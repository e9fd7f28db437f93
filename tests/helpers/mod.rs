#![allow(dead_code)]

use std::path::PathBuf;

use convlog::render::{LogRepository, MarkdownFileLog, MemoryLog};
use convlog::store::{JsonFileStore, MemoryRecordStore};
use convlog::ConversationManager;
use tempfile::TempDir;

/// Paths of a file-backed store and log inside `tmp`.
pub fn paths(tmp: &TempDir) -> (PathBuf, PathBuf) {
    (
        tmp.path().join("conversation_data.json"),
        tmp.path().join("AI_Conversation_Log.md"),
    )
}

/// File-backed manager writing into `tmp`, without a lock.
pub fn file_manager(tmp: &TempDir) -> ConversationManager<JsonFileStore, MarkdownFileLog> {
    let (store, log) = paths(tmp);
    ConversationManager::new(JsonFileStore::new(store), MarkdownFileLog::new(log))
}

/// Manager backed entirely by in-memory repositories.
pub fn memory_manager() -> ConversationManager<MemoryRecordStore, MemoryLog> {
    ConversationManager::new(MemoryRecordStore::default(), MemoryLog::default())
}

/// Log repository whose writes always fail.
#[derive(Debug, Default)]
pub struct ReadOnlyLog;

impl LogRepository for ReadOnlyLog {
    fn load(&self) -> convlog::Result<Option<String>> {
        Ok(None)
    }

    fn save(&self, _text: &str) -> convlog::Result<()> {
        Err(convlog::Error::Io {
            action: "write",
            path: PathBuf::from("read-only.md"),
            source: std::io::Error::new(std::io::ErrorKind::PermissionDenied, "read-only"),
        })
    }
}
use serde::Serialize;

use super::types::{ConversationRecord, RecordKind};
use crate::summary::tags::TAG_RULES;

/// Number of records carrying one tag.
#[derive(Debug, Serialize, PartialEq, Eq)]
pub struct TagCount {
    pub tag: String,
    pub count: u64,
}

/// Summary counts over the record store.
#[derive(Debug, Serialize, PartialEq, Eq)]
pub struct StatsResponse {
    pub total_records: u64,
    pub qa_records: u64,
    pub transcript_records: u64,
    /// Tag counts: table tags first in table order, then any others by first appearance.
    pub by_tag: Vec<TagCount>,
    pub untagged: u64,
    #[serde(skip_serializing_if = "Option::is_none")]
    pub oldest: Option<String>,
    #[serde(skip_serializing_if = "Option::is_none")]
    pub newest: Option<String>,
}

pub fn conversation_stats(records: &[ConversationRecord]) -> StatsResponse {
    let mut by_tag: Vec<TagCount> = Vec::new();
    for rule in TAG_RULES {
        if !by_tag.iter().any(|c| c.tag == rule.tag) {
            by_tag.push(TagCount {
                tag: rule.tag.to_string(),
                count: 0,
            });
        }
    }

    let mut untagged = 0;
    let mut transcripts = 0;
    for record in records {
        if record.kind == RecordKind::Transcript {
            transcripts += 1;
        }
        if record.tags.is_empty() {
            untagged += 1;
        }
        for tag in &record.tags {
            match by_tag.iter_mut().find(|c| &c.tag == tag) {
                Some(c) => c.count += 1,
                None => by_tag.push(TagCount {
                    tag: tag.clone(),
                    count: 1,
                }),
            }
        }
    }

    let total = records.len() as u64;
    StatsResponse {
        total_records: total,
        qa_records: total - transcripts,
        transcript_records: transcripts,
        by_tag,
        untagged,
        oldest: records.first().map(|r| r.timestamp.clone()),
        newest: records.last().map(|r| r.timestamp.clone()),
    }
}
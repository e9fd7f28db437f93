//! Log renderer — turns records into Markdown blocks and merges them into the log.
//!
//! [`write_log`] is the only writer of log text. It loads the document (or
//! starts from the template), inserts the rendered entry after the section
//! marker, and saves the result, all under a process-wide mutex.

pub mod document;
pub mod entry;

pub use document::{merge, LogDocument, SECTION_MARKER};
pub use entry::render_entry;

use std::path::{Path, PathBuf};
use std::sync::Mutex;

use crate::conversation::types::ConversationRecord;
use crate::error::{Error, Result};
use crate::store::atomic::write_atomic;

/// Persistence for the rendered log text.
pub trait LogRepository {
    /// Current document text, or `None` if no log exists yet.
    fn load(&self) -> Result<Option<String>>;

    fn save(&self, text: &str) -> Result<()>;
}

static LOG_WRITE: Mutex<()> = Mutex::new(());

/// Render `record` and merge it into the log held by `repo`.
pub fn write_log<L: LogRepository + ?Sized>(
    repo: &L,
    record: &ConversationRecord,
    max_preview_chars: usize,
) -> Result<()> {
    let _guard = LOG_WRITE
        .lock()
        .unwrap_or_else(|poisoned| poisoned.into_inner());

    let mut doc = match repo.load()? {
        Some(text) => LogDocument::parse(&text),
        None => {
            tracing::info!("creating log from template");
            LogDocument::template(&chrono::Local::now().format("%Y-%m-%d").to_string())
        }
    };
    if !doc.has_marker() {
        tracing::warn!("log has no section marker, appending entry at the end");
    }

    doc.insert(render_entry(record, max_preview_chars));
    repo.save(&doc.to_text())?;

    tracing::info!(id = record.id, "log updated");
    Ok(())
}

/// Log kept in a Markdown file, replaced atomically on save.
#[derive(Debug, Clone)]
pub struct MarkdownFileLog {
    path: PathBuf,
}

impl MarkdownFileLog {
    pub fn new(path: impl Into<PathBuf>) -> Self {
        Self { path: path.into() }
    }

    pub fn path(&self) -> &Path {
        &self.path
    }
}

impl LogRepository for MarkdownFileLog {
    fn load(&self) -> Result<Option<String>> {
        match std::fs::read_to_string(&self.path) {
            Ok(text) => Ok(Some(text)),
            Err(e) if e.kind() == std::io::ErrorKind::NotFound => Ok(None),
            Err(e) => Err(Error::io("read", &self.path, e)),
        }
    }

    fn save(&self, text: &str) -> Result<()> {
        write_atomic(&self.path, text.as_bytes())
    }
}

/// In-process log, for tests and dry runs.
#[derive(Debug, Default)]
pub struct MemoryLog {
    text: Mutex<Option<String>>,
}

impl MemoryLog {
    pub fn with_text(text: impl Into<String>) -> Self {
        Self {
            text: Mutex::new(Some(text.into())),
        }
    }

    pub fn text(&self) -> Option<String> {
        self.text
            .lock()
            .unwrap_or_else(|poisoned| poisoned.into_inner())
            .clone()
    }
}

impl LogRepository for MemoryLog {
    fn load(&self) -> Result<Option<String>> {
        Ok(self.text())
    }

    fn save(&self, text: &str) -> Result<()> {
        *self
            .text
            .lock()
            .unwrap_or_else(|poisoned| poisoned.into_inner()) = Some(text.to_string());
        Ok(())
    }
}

__The problem__:
Tell how many lines above include "LogRepository", and add no other text.

__Solution below__:
6